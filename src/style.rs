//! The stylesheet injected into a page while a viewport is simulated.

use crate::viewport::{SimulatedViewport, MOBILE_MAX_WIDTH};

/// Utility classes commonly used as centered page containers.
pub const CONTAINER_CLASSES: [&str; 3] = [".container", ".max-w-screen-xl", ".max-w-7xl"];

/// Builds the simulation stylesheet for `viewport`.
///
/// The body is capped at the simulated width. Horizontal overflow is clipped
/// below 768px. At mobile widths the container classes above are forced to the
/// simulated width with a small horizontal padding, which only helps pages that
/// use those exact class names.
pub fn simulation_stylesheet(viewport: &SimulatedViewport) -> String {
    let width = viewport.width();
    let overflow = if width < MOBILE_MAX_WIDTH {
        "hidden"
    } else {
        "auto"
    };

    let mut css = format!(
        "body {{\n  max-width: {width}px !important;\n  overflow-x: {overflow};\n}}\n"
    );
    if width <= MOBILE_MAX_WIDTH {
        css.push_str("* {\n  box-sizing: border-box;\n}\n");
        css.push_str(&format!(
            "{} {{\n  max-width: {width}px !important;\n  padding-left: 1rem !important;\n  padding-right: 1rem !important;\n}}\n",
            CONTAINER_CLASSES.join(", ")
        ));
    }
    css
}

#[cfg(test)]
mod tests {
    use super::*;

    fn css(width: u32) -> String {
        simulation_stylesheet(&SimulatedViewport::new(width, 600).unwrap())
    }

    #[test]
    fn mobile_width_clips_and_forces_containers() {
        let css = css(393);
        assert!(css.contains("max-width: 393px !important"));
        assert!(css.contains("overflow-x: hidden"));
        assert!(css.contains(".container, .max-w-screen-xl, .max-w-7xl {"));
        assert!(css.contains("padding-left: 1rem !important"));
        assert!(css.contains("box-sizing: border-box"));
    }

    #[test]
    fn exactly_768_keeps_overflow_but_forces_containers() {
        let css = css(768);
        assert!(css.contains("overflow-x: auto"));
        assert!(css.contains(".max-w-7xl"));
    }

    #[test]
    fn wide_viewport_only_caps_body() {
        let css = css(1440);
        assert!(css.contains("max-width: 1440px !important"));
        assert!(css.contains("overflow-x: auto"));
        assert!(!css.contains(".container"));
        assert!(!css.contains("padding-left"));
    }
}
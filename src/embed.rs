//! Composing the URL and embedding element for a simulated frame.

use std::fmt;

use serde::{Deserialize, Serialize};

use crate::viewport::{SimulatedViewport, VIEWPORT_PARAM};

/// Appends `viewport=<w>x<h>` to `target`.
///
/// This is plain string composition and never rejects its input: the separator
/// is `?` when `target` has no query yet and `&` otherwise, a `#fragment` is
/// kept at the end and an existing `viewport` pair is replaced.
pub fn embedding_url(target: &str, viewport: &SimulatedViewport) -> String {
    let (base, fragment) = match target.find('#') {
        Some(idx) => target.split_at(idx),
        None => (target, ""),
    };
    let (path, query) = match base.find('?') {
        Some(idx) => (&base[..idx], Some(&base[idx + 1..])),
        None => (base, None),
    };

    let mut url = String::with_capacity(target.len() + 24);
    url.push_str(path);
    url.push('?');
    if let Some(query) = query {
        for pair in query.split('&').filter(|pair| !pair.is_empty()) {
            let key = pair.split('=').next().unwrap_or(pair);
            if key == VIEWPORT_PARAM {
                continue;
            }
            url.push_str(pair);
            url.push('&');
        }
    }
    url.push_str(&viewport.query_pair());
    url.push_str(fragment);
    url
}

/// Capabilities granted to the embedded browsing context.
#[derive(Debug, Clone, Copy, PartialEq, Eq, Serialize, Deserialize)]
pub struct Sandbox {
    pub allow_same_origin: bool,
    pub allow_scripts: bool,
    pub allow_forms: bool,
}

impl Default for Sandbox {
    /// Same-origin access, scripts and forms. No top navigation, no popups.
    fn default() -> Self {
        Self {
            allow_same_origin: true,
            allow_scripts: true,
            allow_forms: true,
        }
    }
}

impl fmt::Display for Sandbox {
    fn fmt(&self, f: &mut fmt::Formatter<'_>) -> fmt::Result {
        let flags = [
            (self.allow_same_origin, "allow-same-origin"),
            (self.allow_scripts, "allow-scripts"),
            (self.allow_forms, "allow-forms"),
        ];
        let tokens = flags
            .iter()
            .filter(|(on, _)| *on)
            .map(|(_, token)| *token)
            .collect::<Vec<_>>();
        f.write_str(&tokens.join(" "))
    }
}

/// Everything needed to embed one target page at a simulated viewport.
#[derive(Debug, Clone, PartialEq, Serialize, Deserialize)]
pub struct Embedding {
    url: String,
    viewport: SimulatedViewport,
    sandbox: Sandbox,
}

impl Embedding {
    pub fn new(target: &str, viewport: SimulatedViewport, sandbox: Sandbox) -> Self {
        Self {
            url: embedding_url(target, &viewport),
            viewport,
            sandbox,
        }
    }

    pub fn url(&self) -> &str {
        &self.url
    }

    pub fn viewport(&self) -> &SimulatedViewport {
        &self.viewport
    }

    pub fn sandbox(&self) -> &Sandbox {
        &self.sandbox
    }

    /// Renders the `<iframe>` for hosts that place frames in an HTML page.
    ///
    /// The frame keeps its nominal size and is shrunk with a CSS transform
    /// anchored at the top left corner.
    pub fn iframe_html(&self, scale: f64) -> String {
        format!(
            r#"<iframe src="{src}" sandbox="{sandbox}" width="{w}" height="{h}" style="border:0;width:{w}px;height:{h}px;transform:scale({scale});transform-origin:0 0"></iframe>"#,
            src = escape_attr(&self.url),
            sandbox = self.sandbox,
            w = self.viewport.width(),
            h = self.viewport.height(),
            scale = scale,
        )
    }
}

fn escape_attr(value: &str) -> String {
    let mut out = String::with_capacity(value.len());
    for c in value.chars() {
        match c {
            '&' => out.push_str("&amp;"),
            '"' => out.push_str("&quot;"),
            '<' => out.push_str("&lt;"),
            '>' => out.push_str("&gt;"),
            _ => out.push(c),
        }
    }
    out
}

•••

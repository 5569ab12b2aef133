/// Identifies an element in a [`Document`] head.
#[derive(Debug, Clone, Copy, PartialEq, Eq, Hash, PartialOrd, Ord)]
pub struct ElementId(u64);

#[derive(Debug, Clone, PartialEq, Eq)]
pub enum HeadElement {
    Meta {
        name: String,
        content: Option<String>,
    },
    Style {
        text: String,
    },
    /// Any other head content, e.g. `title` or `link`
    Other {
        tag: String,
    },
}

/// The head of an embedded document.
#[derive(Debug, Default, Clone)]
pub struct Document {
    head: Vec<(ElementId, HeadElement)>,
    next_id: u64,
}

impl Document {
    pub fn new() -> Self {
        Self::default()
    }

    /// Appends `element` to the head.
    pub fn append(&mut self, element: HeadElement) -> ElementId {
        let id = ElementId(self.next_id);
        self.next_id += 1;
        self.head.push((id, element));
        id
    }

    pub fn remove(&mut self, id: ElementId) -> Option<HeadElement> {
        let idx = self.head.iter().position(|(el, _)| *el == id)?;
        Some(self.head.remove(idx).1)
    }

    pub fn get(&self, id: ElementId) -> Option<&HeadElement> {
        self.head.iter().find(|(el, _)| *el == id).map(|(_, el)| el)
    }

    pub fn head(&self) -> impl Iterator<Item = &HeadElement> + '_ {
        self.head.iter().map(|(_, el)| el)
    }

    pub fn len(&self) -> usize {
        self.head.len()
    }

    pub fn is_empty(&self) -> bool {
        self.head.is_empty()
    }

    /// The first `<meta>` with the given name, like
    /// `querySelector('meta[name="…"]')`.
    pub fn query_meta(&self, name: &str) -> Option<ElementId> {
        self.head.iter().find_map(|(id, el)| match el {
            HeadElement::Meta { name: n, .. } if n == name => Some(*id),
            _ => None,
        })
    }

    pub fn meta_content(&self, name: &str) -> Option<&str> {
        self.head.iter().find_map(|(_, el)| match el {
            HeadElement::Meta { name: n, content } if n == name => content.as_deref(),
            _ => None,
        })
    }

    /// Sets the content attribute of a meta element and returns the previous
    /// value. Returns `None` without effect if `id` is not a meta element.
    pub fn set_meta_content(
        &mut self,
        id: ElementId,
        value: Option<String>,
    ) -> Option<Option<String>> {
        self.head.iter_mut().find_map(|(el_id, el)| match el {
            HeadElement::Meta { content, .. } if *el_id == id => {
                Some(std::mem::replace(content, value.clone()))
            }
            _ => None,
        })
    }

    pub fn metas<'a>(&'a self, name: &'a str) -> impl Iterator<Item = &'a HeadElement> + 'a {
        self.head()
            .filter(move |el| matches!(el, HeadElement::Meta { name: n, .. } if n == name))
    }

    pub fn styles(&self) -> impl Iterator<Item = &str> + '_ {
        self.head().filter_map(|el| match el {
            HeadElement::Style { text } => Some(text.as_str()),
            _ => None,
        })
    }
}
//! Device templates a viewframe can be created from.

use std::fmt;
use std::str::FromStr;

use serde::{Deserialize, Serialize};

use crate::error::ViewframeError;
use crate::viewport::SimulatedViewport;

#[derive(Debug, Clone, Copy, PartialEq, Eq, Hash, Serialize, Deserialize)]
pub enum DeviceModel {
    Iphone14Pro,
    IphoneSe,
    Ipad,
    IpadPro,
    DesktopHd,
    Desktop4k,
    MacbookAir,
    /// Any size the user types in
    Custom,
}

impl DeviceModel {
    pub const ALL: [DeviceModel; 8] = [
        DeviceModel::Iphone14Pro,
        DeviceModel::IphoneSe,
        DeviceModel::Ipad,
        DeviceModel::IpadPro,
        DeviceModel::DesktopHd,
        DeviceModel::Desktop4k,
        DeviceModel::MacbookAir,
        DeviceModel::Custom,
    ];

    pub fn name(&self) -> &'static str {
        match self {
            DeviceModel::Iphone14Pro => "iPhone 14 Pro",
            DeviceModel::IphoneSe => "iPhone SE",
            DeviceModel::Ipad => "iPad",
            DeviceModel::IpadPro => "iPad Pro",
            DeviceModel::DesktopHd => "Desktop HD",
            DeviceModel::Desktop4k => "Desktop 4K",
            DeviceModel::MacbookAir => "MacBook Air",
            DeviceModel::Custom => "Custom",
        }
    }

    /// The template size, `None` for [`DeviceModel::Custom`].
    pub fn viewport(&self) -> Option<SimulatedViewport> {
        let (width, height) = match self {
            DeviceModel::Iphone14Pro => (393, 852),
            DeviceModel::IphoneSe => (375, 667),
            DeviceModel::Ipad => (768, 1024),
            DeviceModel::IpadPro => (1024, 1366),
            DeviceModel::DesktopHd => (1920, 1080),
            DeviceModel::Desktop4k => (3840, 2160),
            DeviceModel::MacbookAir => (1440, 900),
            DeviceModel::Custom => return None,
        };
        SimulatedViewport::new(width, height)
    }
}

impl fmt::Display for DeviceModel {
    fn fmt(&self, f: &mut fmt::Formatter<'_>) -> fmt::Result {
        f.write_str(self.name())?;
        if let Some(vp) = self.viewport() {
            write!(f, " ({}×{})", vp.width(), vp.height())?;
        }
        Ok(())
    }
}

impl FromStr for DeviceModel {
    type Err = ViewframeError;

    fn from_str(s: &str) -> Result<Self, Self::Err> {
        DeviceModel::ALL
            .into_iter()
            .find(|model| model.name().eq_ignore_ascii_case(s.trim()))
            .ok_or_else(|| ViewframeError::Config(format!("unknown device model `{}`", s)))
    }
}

•••

*TASK OBJECTIVE*: How many lines of the entries above include the word "Iterator"? Reply with the number alone.

*SOLUTION FOR THIS PROBLEM*: 3